About this task => Please return all lines of the data below containing the string "generation".
━━ Material provided
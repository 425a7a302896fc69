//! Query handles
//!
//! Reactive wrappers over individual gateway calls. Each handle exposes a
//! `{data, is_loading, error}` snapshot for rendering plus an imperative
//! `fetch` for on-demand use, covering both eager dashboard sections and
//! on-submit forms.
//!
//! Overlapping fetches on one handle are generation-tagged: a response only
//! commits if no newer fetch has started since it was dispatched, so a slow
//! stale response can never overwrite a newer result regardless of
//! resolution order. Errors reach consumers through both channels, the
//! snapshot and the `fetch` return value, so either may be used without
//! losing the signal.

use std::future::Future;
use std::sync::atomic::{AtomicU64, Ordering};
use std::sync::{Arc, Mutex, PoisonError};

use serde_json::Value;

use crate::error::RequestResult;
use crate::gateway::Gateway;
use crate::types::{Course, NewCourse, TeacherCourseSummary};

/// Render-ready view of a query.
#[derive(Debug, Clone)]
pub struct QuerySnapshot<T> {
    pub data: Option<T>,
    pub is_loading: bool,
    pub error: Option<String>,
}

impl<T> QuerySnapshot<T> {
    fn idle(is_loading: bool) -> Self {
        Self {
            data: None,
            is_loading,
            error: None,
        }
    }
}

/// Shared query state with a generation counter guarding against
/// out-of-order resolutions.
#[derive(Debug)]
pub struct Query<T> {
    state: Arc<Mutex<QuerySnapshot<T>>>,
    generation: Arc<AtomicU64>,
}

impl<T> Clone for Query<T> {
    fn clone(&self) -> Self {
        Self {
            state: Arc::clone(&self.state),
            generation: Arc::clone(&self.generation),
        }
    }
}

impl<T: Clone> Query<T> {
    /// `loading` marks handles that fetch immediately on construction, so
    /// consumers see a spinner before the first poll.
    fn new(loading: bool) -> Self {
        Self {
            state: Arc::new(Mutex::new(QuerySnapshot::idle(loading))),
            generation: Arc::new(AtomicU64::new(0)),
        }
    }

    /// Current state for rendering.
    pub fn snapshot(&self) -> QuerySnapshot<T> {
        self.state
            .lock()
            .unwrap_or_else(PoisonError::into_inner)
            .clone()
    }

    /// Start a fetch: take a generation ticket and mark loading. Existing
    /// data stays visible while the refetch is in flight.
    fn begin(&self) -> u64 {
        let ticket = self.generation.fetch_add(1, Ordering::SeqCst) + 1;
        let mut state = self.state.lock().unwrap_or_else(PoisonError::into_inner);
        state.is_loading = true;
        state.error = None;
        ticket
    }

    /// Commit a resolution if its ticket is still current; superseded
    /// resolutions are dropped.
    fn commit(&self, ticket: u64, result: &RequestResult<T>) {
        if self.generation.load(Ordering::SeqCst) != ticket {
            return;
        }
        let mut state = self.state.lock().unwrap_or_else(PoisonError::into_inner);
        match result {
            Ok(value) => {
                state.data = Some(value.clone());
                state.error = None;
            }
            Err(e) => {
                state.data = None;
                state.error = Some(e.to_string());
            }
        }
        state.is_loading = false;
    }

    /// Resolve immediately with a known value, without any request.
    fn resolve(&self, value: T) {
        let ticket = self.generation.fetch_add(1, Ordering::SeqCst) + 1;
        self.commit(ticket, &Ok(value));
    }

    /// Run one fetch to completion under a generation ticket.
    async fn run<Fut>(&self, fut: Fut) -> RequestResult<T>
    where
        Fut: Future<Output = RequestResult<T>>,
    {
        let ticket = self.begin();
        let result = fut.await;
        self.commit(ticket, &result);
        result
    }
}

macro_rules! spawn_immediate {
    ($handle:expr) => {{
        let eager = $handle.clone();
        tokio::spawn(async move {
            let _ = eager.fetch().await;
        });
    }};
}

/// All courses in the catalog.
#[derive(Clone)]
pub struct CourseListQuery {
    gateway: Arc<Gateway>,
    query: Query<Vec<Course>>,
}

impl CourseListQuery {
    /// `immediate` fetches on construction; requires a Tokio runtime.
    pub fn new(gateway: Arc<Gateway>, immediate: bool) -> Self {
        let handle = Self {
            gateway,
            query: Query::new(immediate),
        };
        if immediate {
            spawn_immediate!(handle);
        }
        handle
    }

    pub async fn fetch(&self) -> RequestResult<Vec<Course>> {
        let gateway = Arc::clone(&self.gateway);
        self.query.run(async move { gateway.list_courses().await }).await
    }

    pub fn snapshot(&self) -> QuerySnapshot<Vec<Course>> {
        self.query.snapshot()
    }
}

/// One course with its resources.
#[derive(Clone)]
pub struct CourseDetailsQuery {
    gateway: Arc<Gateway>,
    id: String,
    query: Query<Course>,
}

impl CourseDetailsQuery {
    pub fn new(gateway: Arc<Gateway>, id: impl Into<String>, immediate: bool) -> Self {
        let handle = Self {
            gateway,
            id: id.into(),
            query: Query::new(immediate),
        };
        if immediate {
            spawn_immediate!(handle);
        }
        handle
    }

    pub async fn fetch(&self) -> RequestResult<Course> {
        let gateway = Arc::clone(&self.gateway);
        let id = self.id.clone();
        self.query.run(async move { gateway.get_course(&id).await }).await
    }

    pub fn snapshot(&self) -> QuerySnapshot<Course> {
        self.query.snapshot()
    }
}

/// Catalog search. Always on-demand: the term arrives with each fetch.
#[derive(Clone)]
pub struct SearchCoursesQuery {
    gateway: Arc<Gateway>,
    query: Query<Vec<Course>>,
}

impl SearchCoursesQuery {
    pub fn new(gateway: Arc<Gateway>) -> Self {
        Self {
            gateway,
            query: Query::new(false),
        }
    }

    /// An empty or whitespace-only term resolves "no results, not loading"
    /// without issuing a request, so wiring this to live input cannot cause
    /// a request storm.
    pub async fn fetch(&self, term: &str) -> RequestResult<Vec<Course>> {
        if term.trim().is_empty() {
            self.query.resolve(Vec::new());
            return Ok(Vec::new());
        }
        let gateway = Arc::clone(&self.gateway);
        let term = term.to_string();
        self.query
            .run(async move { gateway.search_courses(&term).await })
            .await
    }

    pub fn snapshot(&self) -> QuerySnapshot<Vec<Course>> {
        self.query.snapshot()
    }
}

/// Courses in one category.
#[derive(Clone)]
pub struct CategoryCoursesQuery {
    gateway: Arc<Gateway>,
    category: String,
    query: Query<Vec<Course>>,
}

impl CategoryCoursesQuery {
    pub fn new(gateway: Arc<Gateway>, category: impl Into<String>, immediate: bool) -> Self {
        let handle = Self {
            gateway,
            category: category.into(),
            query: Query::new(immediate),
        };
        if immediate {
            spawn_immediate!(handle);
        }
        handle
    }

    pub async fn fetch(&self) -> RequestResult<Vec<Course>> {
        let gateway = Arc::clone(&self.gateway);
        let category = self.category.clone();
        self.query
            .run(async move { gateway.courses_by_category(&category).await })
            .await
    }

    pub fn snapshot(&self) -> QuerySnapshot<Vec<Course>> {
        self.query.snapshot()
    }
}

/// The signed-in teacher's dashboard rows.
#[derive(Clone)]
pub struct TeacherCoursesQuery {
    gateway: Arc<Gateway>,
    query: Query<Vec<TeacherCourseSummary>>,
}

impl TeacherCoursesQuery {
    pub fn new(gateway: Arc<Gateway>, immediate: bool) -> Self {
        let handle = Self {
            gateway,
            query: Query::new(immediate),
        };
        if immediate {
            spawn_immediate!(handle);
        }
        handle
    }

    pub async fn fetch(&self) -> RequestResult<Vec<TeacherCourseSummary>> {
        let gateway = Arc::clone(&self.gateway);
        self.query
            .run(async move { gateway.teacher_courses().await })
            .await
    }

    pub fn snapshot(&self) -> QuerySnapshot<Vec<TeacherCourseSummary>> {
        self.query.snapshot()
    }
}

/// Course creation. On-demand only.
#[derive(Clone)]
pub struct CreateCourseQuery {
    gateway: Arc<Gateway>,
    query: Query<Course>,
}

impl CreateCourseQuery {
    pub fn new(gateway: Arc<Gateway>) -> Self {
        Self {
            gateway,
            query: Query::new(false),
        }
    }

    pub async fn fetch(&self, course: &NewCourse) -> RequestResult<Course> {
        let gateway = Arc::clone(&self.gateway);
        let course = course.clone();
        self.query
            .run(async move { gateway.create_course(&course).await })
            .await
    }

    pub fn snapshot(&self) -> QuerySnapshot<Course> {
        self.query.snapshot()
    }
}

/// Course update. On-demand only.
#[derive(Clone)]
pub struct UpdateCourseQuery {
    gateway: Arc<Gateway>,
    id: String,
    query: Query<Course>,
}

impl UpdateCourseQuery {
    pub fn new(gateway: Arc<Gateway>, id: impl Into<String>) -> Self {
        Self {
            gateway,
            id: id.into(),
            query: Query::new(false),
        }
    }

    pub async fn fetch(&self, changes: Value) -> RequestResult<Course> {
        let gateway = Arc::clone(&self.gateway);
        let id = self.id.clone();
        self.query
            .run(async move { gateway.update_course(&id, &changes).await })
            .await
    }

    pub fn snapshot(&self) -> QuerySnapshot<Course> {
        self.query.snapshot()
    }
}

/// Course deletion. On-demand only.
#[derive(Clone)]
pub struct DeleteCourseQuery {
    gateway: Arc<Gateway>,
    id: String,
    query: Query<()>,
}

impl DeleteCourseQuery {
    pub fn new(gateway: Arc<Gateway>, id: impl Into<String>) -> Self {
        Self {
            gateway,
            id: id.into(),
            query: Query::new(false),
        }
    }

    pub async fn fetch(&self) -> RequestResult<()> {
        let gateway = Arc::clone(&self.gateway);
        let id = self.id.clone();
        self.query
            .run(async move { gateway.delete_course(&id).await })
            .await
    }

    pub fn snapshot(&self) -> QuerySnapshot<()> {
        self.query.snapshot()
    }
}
━━━━
Solution to this problem =>
//! Overlapping fetches on one handle are generation-tagged: a response only
/// Shared query state with a generation counter guarding against
    generation: Arc<AtomicU64>,
            generation: Arc::clone(&self.generation),
            generation: Arc::new(AtomicU64::new(0)),
    /// Start a fetch: take a generation ticket and mark loading. Existing
        let ticket = self.generation.fetch_add(1, Ordering::SeqCst) + 1;
        if self.generation.load(Ordering::SeqCst) != ticket {
        let ticket = self.generation.fetch_add(1, Ordering::SeqCst) + 1;
    /// Run one fetch to completion under a generation ticket.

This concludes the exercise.